(SUPPLIED DATA):
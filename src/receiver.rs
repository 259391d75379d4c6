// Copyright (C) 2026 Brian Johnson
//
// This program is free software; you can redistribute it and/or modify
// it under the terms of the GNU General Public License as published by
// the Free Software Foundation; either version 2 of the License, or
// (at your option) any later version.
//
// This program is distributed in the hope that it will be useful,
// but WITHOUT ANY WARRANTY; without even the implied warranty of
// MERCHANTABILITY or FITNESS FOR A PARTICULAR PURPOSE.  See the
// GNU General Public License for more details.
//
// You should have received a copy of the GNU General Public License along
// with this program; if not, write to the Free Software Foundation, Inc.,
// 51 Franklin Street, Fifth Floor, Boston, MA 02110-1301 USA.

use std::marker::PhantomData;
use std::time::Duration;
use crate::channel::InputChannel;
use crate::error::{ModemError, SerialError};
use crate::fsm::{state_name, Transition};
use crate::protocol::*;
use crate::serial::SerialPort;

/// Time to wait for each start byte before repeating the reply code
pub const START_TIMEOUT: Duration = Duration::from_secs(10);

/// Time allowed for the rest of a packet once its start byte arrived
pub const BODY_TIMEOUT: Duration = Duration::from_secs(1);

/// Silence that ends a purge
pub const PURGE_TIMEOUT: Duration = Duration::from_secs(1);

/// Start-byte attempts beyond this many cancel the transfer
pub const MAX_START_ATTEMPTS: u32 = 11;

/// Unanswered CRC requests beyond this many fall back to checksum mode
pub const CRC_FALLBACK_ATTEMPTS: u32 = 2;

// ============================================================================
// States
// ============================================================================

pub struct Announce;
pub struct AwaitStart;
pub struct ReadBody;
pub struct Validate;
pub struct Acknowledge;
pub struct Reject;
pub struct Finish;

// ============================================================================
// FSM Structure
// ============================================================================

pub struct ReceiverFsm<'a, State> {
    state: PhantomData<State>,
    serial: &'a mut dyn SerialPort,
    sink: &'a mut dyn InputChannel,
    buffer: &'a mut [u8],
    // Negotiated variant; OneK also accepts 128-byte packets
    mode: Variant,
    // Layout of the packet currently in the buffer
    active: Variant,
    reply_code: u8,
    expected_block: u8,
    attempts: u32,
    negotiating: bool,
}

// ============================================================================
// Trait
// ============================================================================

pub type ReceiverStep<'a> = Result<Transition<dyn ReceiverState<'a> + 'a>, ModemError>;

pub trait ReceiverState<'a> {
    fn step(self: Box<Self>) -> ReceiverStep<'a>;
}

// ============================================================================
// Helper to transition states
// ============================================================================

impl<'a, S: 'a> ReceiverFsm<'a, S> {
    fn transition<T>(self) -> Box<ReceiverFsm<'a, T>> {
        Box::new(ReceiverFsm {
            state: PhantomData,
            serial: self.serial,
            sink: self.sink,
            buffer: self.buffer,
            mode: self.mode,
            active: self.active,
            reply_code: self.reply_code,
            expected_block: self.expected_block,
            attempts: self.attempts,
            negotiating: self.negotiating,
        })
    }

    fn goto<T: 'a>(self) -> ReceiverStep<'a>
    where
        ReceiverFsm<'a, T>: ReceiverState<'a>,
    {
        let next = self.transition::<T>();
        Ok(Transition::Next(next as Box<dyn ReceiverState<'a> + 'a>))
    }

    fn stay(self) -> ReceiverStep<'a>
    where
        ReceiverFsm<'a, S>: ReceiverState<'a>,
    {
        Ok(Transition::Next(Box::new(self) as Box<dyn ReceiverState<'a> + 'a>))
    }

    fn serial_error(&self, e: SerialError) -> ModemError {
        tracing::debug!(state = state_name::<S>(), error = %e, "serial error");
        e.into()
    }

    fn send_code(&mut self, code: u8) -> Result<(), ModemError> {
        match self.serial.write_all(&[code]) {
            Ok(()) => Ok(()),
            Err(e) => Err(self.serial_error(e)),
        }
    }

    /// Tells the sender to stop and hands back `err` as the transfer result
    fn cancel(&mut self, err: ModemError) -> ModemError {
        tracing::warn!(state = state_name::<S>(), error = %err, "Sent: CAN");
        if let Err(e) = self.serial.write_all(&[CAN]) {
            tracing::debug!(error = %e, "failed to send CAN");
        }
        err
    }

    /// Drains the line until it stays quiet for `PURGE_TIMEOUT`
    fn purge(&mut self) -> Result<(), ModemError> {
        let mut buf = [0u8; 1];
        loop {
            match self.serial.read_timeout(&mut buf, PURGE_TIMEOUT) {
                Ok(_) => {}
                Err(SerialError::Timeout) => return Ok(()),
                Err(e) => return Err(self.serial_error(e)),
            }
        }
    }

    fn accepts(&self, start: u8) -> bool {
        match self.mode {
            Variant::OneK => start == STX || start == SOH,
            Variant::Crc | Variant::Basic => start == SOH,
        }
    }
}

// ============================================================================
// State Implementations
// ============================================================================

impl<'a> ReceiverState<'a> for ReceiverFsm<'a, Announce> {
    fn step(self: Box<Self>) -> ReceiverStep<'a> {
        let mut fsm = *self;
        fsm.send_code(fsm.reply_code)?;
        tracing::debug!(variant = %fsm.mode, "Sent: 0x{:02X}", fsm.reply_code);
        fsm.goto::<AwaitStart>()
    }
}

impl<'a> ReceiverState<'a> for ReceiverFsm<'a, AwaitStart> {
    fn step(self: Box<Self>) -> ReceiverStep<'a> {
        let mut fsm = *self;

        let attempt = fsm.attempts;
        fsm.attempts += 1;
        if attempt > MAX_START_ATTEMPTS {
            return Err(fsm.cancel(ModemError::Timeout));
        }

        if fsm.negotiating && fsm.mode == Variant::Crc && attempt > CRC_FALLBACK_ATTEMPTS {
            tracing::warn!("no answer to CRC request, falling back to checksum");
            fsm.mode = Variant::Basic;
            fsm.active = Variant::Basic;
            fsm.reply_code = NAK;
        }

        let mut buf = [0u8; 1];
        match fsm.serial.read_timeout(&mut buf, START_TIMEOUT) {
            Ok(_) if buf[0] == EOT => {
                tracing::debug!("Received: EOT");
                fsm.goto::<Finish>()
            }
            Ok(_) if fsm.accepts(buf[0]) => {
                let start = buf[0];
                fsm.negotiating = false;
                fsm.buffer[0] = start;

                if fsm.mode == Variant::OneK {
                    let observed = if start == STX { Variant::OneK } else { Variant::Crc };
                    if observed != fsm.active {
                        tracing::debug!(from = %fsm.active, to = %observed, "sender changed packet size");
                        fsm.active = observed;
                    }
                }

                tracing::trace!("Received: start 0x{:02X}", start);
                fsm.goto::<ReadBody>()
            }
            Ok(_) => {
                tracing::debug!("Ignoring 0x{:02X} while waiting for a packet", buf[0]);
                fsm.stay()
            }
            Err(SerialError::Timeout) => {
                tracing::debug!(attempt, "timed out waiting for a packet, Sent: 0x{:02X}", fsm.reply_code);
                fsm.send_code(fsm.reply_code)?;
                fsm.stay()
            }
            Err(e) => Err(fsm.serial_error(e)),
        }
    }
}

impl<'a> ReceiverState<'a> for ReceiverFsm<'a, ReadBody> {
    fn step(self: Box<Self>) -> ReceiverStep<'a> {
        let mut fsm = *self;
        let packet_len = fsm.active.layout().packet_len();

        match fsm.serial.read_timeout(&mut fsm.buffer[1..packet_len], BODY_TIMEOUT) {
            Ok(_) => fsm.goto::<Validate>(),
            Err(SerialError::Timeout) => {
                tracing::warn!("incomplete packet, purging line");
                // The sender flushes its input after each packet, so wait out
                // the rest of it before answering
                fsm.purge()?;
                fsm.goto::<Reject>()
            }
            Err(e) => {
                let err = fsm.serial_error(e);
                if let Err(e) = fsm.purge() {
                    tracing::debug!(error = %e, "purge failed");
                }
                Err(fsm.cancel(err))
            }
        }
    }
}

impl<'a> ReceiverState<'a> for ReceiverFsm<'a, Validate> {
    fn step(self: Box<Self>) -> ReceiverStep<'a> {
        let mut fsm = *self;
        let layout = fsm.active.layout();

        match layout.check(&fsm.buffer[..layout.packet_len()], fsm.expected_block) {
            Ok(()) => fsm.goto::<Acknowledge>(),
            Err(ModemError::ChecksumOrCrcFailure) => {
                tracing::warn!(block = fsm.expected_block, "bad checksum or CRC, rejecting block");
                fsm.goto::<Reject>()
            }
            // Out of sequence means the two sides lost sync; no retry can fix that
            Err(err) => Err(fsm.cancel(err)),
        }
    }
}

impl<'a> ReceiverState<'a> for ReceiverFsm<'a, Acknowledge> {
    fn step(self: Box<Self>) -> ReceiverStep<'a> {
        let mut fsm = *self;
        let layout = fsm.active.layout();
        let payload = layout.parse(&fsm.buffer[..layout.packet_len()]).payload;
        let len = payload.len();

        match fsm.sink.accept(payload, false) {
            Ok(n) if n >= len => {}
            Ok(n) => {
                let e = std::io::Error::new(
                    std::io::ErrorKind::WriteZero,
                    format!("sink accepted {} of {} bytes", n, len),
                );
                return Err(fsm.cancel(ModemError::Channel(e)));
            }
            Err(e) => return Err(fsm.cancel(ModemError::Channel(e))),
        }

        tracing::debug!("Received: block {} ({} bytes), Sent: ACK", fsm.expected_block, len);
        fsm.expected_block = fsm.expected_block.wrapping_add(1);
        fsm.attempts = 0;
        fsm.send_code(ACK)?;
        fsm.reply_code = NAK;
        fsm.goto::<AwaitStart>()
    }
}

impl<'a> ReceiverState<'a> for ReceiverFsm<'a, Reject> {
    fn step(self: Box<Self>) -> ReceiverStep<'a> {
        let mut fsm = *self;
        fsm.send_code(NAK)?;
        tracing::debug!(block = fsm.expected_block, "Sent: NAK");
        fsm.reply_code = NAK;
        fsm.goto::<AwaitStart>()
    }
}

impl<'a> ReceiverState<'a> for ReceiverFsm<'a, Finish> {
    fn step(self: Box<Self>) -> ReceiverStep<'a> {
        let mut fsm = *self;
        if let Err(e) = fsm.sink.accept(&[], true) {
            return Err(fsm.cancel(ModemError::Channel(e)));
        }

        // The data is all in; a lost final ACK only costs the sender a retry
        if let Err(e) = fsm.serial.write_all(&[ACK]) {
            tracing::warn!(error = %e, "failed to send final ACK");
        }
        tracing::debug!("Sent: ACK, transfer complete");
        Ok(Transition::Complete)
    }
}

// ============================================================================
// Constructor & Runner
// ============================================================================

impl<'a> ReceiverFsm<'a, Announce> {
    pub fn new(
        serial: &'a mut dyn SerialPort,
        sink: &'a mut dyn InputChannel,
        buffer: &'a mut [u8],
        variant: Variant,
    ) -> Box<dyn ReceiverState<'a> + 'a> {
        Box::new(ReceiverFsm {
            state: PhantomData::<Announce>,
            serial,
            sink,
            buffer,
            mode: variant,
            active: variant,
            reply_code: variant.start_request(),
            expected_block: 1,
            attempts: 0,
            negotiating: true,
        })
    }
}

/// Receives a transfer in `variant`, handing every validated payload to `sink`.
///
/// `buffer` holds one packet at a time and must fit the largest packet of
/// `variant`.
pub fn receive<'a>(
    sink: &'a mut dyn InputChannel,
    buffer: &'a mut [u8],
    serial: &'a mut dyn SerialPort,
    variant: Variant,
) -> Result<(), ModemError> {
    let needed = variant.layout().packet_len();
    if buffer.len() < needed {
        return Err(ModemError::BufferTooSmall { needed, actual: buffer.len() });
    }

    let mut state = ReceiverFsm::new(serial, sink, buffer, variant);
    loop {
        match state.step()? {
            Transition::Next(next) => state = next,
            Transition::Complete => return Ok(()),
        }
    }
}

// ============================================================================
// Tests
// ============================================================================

(WORK REQUIRED): Please list every line of the records that contains "program".

(SOLUTION FOR THIS TASK):
// This program is free software; you can redistribute it and/or modify
// This program is distributed in the hope that it will be useful,
// with this program; if not, write to the Free Software Foundation, Inc.,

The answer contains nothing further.